REQUIREMENT
Your answer should consist of each line from the data below that contains "FakeRemote".

DATASET CONTENT
_____
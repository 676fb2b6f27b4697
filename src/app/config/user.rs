use crate::player::plex::DEFAULT_PLAYER_URL;
use serde::{Deserialize, Serialize};
use std::time::Duration;

/// User-editable configuration (read-only after load)
/// stored in `config.toml`
#[derive(Debug, Clone, PartialEq, Serialize, Deserialize)]
pub struct UserConfig {
    /// Used when the Stream Deck settings carry no `playerUrl`.
    #[serde(default = "default_player_url")]
    pub player_url: String,
    #[serde(default)]
    pub timing: Timing,
}

fn default_player_url() -> String {
    DEFAULT_PLAYER_URL.to_string()
}

impl Default for UserConfig {
    fn default() -> Self {
        Self {
            player_url: default_player_url(),
            timing: Timing::default(),
        }
    }
}

/// Loop periods, gesture thresholds and guard windows, all in milliseconds.
#[derive(Debug, Clone, Copy, PartialEq, Serialize, Deserialize)]
#[serde(default)]
pub struct Timing {
    pub poll_interval_ms: u64,
    pub render_interval_ms: u64,
    pub hold_threshold_ms: u64,
    pub seek_interval_ms: u64,
    pub seek_step_ms: u64,
    pub rating_debounce_ms: u64,
    pub overlay_ms: u64,
    pub volume_guard_ms: u64,
    pub reconnect_base_ms: u64,
    pub reconnect_max_ms: u64,
    pub volume_step: u8,
}

impl Default for Timing {
    fn default() -> Self {
        Self {
            poll_interval_ms: 1000,
            render_interval_ms: 200,
            hold_threshold_ms: 400,
            seek_interval_ms: 500,
            seek_step_ms: 10_000,
            rating_debounce_ms: 2000,
            overlay_ms: 1500,
            volume_guard_ms: 2000,
            reconnect_base_ms: 3000,
            reconnect_max_ms: 30_000,
            volume_step: 5,
        }
    }
}

impl Timing {
    pub fn poll_interval(&self) -> Duration {
        Duration::from_millis(self.poll_interval_ms.max(1))
    }

    pub fn render_interval(&self) -> Duration {
        Duration::from_millis(self.render_interval_ms.max(1))
    }

    pub fn hold_threshold(&self) -> Duration {
        Duration::from_millis(self.hold_threshold_ms)
    }

    pub fn seek_interval(&self) -> Duration {
        Duration::from_millis(self.seek_interval_ms.max(1))
    }

    pub fn rating_debounce(&self) -> Duration {
        Duration::from_millis(self.rating_debounce_ms)
    }

    pub fn overlay(&self) -> Duration {
        Duration::from_millis(self.overlay_ms)
    }

    pub fn volume_guard(&self) -> Duration {
        Duration::from_millis(self.volume_guard_ms)
    }

    pub fn reconnect_base(&self) -> Duration {
        Duration::from_millis(self.reconnect_base_ms)
    }

    pub fn reconnect_max(&self) -> Duration {
        Duration::from_millis(self.reconnect_max_ms)
    }
}
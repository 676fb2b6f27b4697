//! File logging with a level that the `debugMode` setting can flip at
//! runtime.

use std::path::Path;
use tracing::info;
use tracing_appender::non_blocking::WorkerGuard;
use tracing_subscriber::filter::LevelFilter;
use tracing_subscriber::prelude::*;
use tracing_subscriber::{fmt, reload, Registry};

const LOG_FILE: &str = "ampdeck.log";

/// Keeps the writer thread alive and the level switch reachable.
pub struct LogHandle {
    level: reload::Handle<LevelFilter, Registry>,
    _guard: WorkerGuard,
}

impl LogHandle {
    pub fn set_debug(&self, debug: bool) {
        let level = if debug {
            LevelFilter::DEBUG
        } else {
            LevelFilter::INFO
        };
        let current = self.level.clone_current();
        if current == Some(level) {
            return;
        }
        match self.level.reload(level) {
            Ok(()) => info!("Log level set to {}", level),
            Err(e) => eprintln!("Failed to change log level: {}", e),
        }
    }
}

/// Installs the global subscriber writing to a daily file under `dir`.
pub fn init(dir: &Path) -> anyhow::Result<LogHandle> {
    std::fs::create_dir_all(dir)?;
    let appender = tracing_appender::rolling::daily(dir, LOG_FILE);
    let (writer, guard) = tracing_appender::non_blocking(appender);

    let (filter, level) = reload::Layer::new(LevelFilter::INFO);
    tracing_subscriber::registry()
        .with(filter)
        .with(
            fmt::layer()
                .with_writer(writer)
                .with_ansi(false)
                .with_target(false),
        )
        .try_init()?;

    Ok(LogHandle {
        level,
        _guard: guard,
    })
}
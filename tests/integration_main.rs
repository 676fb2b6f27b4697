use ampdeck::app::config::UserConfig;
use ampdeck::app::events::{AppEvent, EventReceiver};
use ampdeck::app::App;
use ampdeck::error::{RemoteError, RemoteResult};
use ampdeck::player::{
    MediaInfo, PlaybackState, PlayerCommand, RemoteClient, RepeatMode, ServerConfig, Snapshot, Track,
};
use ampdeck::transport::{ConnectionState, Dialer, Endpoint, SocketLink, TransportEvent};
use async_trait::async_trait;
use serde_json::{json, Value};
use std::sync::{Arc, Mutex};
use std::time::Duration;
use tokio::sync::mpsc;
use tokio::task::JoinHandle;
use tokio::time::Instant;

const UUID: &str = "plugin-uuid";

#[derive(Default)]
struct FakeRemote {
    snapshot: Mutex<Option<Snapshot>>,
    configured: Mutex<Option<ServerConfig>>,
    commands: Mutex<Vec<PlayerCommand>>,
    metadata_calls: Mutex<Vec<String>>,
    timeline_calls: Mutex<usize>,
    ratings: Mutex<Vec<(String, u8)>>,
}

impl FakeRemote {
    fn commands(&self) -> Vec<PlayerCommand> {
        self.commands.lock().unwrap().clone()
    }
}

#[async_trait]
impl RemoteClient for FakeRemote {
    fn configure(&self, config: ServerConfig) {
        *self.configured.lock().unwrap() = Some(config);
    }

    async fn fetch_timeline(&self) -> RemoteResult<Option<Snapshot>> {
        *self.timeline_calls.lock().unwrap() += 1;
        Ok(self.snapshot.lock().unwrap().clone())
    }

    async fn fetch_metadata(&self, rating_key: &str) -> RemoteResult<Option<Track>> {
        self.metadata_calls.lock().unwrap().push(rating_key.to_string());
        Ok(Some(Track {
            rating_key: rating_key.to_string(),
            parent_rating_key: Some("album-1".into()),
            title: "Song".into(),
            parent_title: "Album".into(),
            grandparent_title: "Artist".into(),
            user_rating: 6,
            duration_ms: 200_000,
            index: Some(3),
            media: Some(MediaInfo {
                codec: Some("flac".into()),
                bitrate: Some(1411),
            }),
            thumb: Some("/thumb/1".into()),
            ..Default::default()
        }))
    }

    async fn fetch_child_count(&self, _parent_key: &str) -> RemoteResult<Option<u32>> {
        Ok(Some(12))
    }

    async fn fetch_art(&self, _path: &str) -> RemoteResult<Vec<u8>> {
        Err(RemoteError::NotConfigured("art"))
    }

    async fn player_command(&self, command: PlayerCommand, _target: Option<&str>) -> RemoteResult<()> {
        self.commands.lock().unwrap().push(command);
        Ok(())
    }

    async fn rate(&self, rating_key: &str, rating: u8, _target: Option<&str>) -> RemoteResult<()> {
        self.ratings.lock().unwrap().push((rating_key.to_string(), rating));
        Ok(())
    }
}

#[derive(Clone, Default)]
struct FakeDialer {
    links: Arc<Mutex<Vec<SocketLink>>>,
}

impl Dialer for FakeDialer {
    fn dial(&self, link: SocketLink) -> JoinHandle<()> {
        self.links.lock().unwrap().push(link);
        tokio::spawn(async {})
    }
}

fn playing_snapshot() -> Snapshot {
    Snapshot {
        state: PlaybackState::Playing,
        position_ms: 30_000,
        duration_ms: 200_000,
        rating_key: Some("100".into()),
        volume: Some(50),
        shuffle: false,
        repeat: RepeatMode::Off,
        machine_identifier: Some("player-1".into()),
    }
}

struct Harness {
    app: App,
    rx: EventReceiver,
    remote: Arc<FakeRemote>,
    dialer: FakeDialer,
}

impl Harness {
    fn new() -> Self {
        let (tx, rx) = mpsc::unbounded_channel();
        let remote = Arc::new(FakeRemote::default());
        *remote.snapshot.lock().unwrap() = Some(playing_snapshot());
        let dialer = FakeDialer::default();
        let mut app = App::new(remote.clone(), Box::new(dialer.clone()), tx, &UserConfig::default());
        app.connect(Endpoint {
            port: 28196,
            uuid: UUID.into(),
            register_event: "registerPlugin".into(),
        });
        Self {
            app,
            rx,
            remote,
            dialer,
        }
    }

    fn generation(&self) -> u64 {
        self.app.transport().generation()
    }

    fn open(&mut self) {
        let generation = self.generation();
        self.app.handle_event(
            AppEvent::Transport(TransportEvent::Opened { generation }),
            Instant::now(),
        );
    }

    fn deliver(&mut self, message: Value) {
        let generation = self.generation();
        self.app.handle_event(
            AppEvent::Transport(TransportEvent::Message {
                generation,
                text: message.to_string(),
            }),
            Instant::now(),
        );
    }

    /// Lets spawned tasks finish and feeds everything they report back
    /// into the app, without moving the clock.
    async fn settle(&mut self) {
        for _ in 0..20 {
            tokio::task::yield_now().await;
            while let Ok(event) = self.rx.try_recv() {
                self.app.handle_event(event, Instant::now());
            }
        }
    }

    /// Everything written to the live socket since the last call.
    fn sent(&self) -> Vec<Value> {
        let mut links = self.dialer.links.lock().unwrap();
        let Some(link) = links.last_mut() else {
            return Vec::new();
        };
        let mut messages = Vec::new();
        while let Ok(text) = link.outbound.try_recv() {
            messages.push(serde_json::from_str(&text).unwrap());
        }
        messages
    }

    fn appear(&mut self, context: &str, action: &str, settings: Value) {
        self.deliver(json!({
            "event": "willAppear",
            "action": action,
            "context": context,
            "payload": { "settings": settings }
        }));
    }

    fn key(&mut self, event: &str, context: &str) {
        self.deliver(json!({ "event": event, "action": "a", "context": context }));
    }

    async fn running(action: &str) -> Self {
        let mut harness = Self::new();
        harness.open();
        harness.appear("ctx", action, json!({}));
        harness.settle().await;
        harness.sent();
        harness
    }
}

fn titles_for<'a>(messages: &'a [Value], context: &str) -> Vec<&'a str> {
    messages
        .iter()
        .filter(|m| m["event"] == "setTitle" && m["context"] == context)
        .filter_map(|m| m["payload"]["title"].as_str())
        .collect()
}

#[tokio::test(start_paused = true)]
async fn test_open_registers_and_requests_global_settings() {
    let mut harness = Harness::new();
    assert_eq!(harness.app.transport().state(), ConnectionState::Connecting);
    harness.open();

    let sent = harness.sent();
    assert_eq!(sent[0], json!({ "event": "registerPlugin", "uuid": UUID }));
    assert_eq!(sent[1], json!({ "event": "getGlobalSettings", "context": UUID }));
}

#[tokio::test(start_paused = true)]
async fn test_will_appear_polls_and_renders_track() {
    let mut harness = Harness::new();
    harness.open();
    harness.sent();
    harness.appear("info", "com.ampdeck.info", json!({}));
    harness.settle().await;

    assert!(harness.app.scheduler().is_running());
    let track = harness.app.store.track().expect("track loaded");
    assert_eq!(track.rating_key, "100");
    assert_eq!(harness.app.store.session().rating, 6);

    let sent = harness.sent();
    let titles = titles_for(&sent, "info");
    assert_eq!(titles.last(), Some(&"FLAC\n1411 kbps\nTRACK\n3/12"));
}

#[tokio::test(start_paused = true)]
async fn test_same_track_not_refetched() {
    let mut harness = Harness::running("com.ampdeck.time").await;
    tokio::time::sleep(Duration::from_millis(2100)).await;
    harness.settle().await;

    assert_eq!(harness.remote.metadata_calls.lock().unwrap().len(), 1);
}

#[tokio::test(start_paused = true)]
async fn test_global_keys_promoted_and_saved() {
    let mut harness = Harness::new();
    harness.open();
    harness.sent();
    harness.appear(
        "strip",
        "com.ampdeck.strip",
        json!({ "plexServerUrl": "http://nas:32400", "plexToken": "tok", "displayMode": "album" }),
    );

    let sent = harness.sent();
    let saved = sent
        .iter()
        .find(|m| m["event"] == "setGlobalSettings")
        .expect("global settings saved");
    assert_eq!(saved["context"], UUID);
    assert_eq!(saved["payload"]["plexToken"], "tok");
    assert!(saved["payload"].get("displayMode").is_none());

    let configured = harness.remote.configured.lock().unwrap().clone().unwrap();
    assert_eq!(configured.server_url.as_deref(), Some("http://nas:32400"));
}

#[tokio::test(start_paused = true)]
async fn test_tap_toggles_playback_optimistically() {
    let mut harness = Harness::running("com.ampdeck.play-pause").await;
    harness.key("keyDown", "ctx");
    harness.key("keyUp", "ctx");
    harness.settle().await;

    assert_eq!(harness.remote.commands(), vec![PlayerCommand::Pause]);
    assert_eq!(harness.app.store.session().playback, PlaybackState::Paused);
    let sent = harness.sent();
    assert!(sent
        .iter()
        .any(|m| m["event"] == "setState" && m["payload"]["state"] == 0));
}

#[tokio::test(start_paused = true)]
async fn test_quick_tap_on_next_skips() {
    let mut harness = Harness::running("com.ampdeck.next").await;
    harness.key("keyDown", "ctx");
    tokio::time::sleep(Duration::from_millis(100)).await;
    harness.key("keyUp", "ctx");
    harness.settle().await;

    assert_eq!(harness.remote.commands(), vec![PlayerCommand::SkipNext]);
}

#[tokio::test(start_paused = true)]
async fn test_hold_on_next_seeks_without_skipping() {
    let mut harness = Harness::running("com.ampdeck.next").await;
    harness.key("keyDown", "ctx");
    tokio::time::sleep(Duration::from_millis(450)).await;
    harness.settle().await;
    assert!(harness.app.holds().is_animating("ctx"));

    harness.key("keyUp", "ctx");
    harness.settle().await;

    let commands = harness.remote.commands();
    assert!(commands.iter().any(|c| matches!(c, PlayerCommand::SeekTo(_))));
    assert!(!commands.contains(&PlayerCommand::SkipNext));

    let sent = harness.sent();
    let titles = titles_for(&sent, "ctx");
    assert_eq!(titles.first(), Some(&"▶▶\n+10s"));
    assert_eq!(titles.last(), Some(&""));
}

#[tokio::test(start_paused = true)]
async fn test_dial_volume_shows_overlay() {
    let mut harness = Harness::new();
    harness.open();
    harness.appear("strip", "com.ampdeck.strip", json!({ "dialAction": "volume" }));
    harness.settle().await;
    harness.sent();

    harness.deliver(json!({
        "event": "dialRotate",
        "action": "com.ampdeck.strip",
        "context": "strip",
        "payload": { "ticks": 2, "pressed": false }
    }));
    harness.settle().await;

    assert_eq!(harness.remote.commands(), vec![PlayerCommand::SetVolume(60)]);
    let sent = harness.sent();
    let overlay = sent
        .iter()
        .find(|m| m["event"] == "setFeedback")
        .expect("overlay sent");
    assert_eq!(overlay["payload"], json!({ "title": "VOLUME", "value": "60%" }));

    tokio::time::sleep(Duration::from_millis(1600)).await;
    harness.settle().await;
    assert!(!harness.app.store.contexts.has_overlay("strip"));
}

#[tokio::test(start_paused = true)]
async fn test_huge_dial_rotation_clamps() {
    let mut harness = Harness::new();
    harness.open();
    harness.appear("strip", "com.ampdeck.strip", json!({ "dialAction": "rating" }));
    harness.settle().await;

    harness.deliver(json!({
        "event": "dialRotate",
        "action": "com.ampdeck.strip",
        "context": "strip",
        "payload": { "ticks": i32::MAX, "pressed": false }
    }));
    assert_eq!(harness.app.store.session().rating, 10);
}

#[tokio::test(start_paused = true)]
async fn test_session_end_clears_display() {
    let mut harness = Harness::running("com.ampdeck.rating").await;
    assert!(harness.app.store.track().is_some());

    *harness.remote.snapshot.lock().unwrap() = None;
    tokio::time::sleep(Duration::from_millis(1000)).await;
    harness.settle().await;

    assert!(harness.app.store.track().is_none());
    assert_eq!(harness.app.store.session().playback, PlaybackState::Stopped);
    let sent = harness.sent();
    assert_eq!(titles_for(&sent, "ctx").last(), Some(&"No Track"));
}

#[tokio::test(start_paused = true)]
async fn test_session_end_cancels_pending_rating() {
    let mut harness = Harness::running("com.ampdeck.rating").await;
    harness.key("keyDown", "ctx");
    harness.key("keyUp", "ctx");
    assert_eq!(harness.app.store.session().rating, 7);
    assert!(harness.app.executor().rating_write_pending());

    *harness.remote.snapshot.lock().unwrap() = None;
    tokio::time::sleep(Duration::from_millis(1000)).await;
    harness.settle().await;
    assert!(harness.app.store.track().is_none());
    assert!(!harness.app.executor().rating_write_pending());

    tokio::time::sleep(Duration::from_millis(2100)).await;
    harness.settle().await;
    assert!(harness.remote.ratings.lock().unwrap().is_empty());
}

#[tokio::test(start_paused = true)]
async fn test_rating_written_once_after_debounce() {
    let mut harness = Harness::running("com.ampdeck.rating").await;
    harness.key("keyDown", "ctx");
    harness.key("keyUp", "ctx");

    tokio::time::sleep(Duration::from_millis(2100)).await;
    harness.settle().await;
    assert_eq!(*harness.remote.ratings.lock().unwrap(), vec![("100".to_string(), 7)]);
}

#[tokio::test(start_paused = true)]
async fn test_disappear_during_hold_stops_seeking() {
    let mut harness = Harness::running("com.ampdeck.next").await;
    harness.key("keyDown", "ctx");
    tokio::time::sleep(Duration::from_millis(450)).await;
    harness.settle().await;
    assert!(harness.app.holds().is_animating("ctx"));
    let seeks_before = harness.remote.commands().len();
    assert!(seeks_before > 0);

    harness.deliver(json!({ "event": "willDisappear", "action": "a", "context": "ctx" }));
    assert_eq!(harness.app.holds().phase("ctx"), None);

    tokio::time::sleep(Duration::from_secs(2)).await;
    harness.settle().await;
    assert_eq!(harness.remote.commands().len(), seeks_before);
}

#[tokio::test(start_paused = true)]
async fn test_configured_global_settings_poll_immediately() {
    let mut harness = Harness::new();
    harness.open();
    harness.deliver(json!({
        "event": "didReceiveGlobalSettings",
        "payload": { "settings": { "debugMode": true } }
    }));
    harness.settle().await;
    assert_eq!(*harness.remote.timeline_calls.lock().unwrap(), 0);

    harness.deliver(json!({
        "event": "didReceiveGlobalSettings",
        "payload": { "settings": { "plexServerUrl": "http://nas:32400", "plexToken": "tok" } }
    }));
    harness.settle().await;
    assert_eq!(*harness.remote.timeline_calls.lock().unwrap(), 1);
    assert!(harness.app.store.track().is_some());
}

#[tokio::test(start_paused = true)]
async fn test_last_context_gone_stops_loops() {
    let mut harness = Harness::running("com.ampdeck.time").await;
    assert!(harness.app.scheduler().is_running());
    harness.deliver(json!({ "event": "willDisappear", "action": "a", "context": "ctx" }));
    assert!(!harness.app.scheduler().is_running());
}

#[tokio::test(start_paused = true)]
async fn test_lost_connection_redials_after_backoff() {
    let mut harness = Harness::new();
    harness.open();
    let generation = harness.generation();
    harness.app.handle_event(
        AppEvent::Transport(TransportEvent::Closed {
            generation,
            reason: "host restarted".into(),
        }),
        Instant::now(),
    );
    assert_eq!(harness.app.transport().pending_reconnect(), Some(Duration::from_secs(3)));

    tokio::time::sleep(Duration::from_millis(3100)).await;
    harness.settle().await;
    assert_eq!(harness.dialer.links.lock().unwrap().len(), 2);
    assert_eq!(harness.app.transport().state(), ConnectionState::Connecting);
}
_____
FINAL ANSWER
struct FakeRemote {
impl FakeRemote {
impl RemoteClient for FakeRemote {
    remote: Arc<FakeRemote>,
        let remote = Arc::new(FakeRemote::default());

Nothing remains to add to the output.